Analityków technicznych słabość WIG20 nie powinna jednak dziwić. Po czwartkowej sesji na wykresie indeksu blue chips ukształtowała się świeca spadającej gwiazdy, która posiada długi górny cień i mały korpus. Górny cień dotyka lokalnego oporu z 31 października na 1831 pkt. Świeca ta ma negatywny wydźwięk i jest oznaką osłabienia siły popytu.

Po trzech godzinach notowań z grona WIG20 akcje jedynie dwóch emitentów były na plusie. Mowa o KGHM i PZU. Walory miedziowego giganta w południe zyskiwały już tylko symboliczne 0,1 proc. Należy jednak pamiętać, ze w ubiegłym, krótszym tygodniu papiery spółki podrożały o prawie 24 proc. Potencjalna korekta nie powinna więc nikogo dziwić. Najmocniej indeksowi ciąży Eurocash, CCC i Enea.

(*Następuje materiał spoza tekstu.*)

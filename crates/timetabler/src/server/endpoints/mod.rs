pub mod generate;
pub mod reference;
pub mod status;
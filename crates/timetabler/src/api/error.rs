//! Error types for backend API operations.

use thiserror::Error;

/// Errors that can occur while talking to the schedule backend.
#[derive(Debug, Error, Clone)]
pub enum ApiError {
    /// Network/HTTP request failed
    #[error("Network error: {message}")]
    Network { message: String },

    /// Backend returned a non-success status
    #[error("Backend returned status {status}: {message}")]
    UnexpectedStatus { status: u16, message: String },

    /// Response body could not be decoded
    #[error("Decode error: {message}")]
    Decode { message: String },

    /// Request body exceeds the allowed ceiling
    #[error("Payload too large: {size_mb:.2} MB exceeds the {limit_mb} MB ceiling")]
    PayloadTooLarge { size_mb: f64, limit_mb: u64 },

    /// Backend reported a submission as unsuccessful
    #[error("Submission rejected: {message}")]
    Rejected { message: String },

    /// A batch in a chunked submission failed; earlier batches are not
    /// rolled back
    #[error("Batch {batch}/{total} failed: {message}")]
    BatchFailed {
        batch: usize,
        total: usize,
        message: String,
    },

    /// Service configuration is invalid
    #[error("Configuration error: {message}")]
    Config { message: String },
}

impl ApiError {
    /// Returns true if this error indicates the request body was too big
    /// for the backend, meaning a chunked retry may succeed.
    pub fn is_payload_too_large(&self) -> bool {
        match self {
            ApiError::PayloadTooLarge { .. } => true,
            ApiError::UnexpectedStatus { status, message } => {
                *status == 413 || message_indicates_payload_too_large(message)
            }
            ApiError::Network { message } | ApiError::Rejected { message } => {
                message_indicates_payload_too_large(message)
            }
            _ => false,
        }
    }

    /// Returns true if this error is potentially transient and retryable.
    pub fn is_retryable(&self) -> bool {
        matches!(
            self,
            ApiError::Network { .. } | ApiError::UnexpectedStatus { .. }
        )
    }
}

/// Checks an error message for the markers the backend (or a proxy in
/// front of it) emits when a request body is over the limit.
pub fn message_indicates_payload_too_large(message: &str) -> bool {
    let lower = message.to_lowercase();
    message.contains("413")
        || lower.contains("payload too large")
        || lower.contains("request entity too large")
}

impl From<reqwest::Error> for ApiError {
    fn from(err: reqwest::Error) -> Self {
        if let Some(status) = err.status() {
            ApiError::UnexpectedStatus {
                status: status.as_u16(),
                message: err.to_string(),
            }
        } else {
            ApiError::Network {
                message: err.to_string(),
            }
        }
    }
}

impl From<serde_json::Error> for ApiError {
    fn from(err: serde_json::Error) -> Self {
        ApiError::Decode {
            message: err.to_string(),
        }
    }
}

Warto również zwrócić uwagę na emitentów, których akcje wyznaczyły co najmniej roczny szczyt notowań. W tym elitarnym gronie znalazło się osiem spółek: Mercator Medical, JSW, KSG Agro, Oponeo.pl, Stalprodukt, Bogdanka, Boryszew i Korporacja Gospodarcza Efekt. Analogicznie - w co najmniej rocznym dołku – znalazły się notowania Grupy Azoty, Eurocashu, Krakchemii, Sonela i PBS Finanse.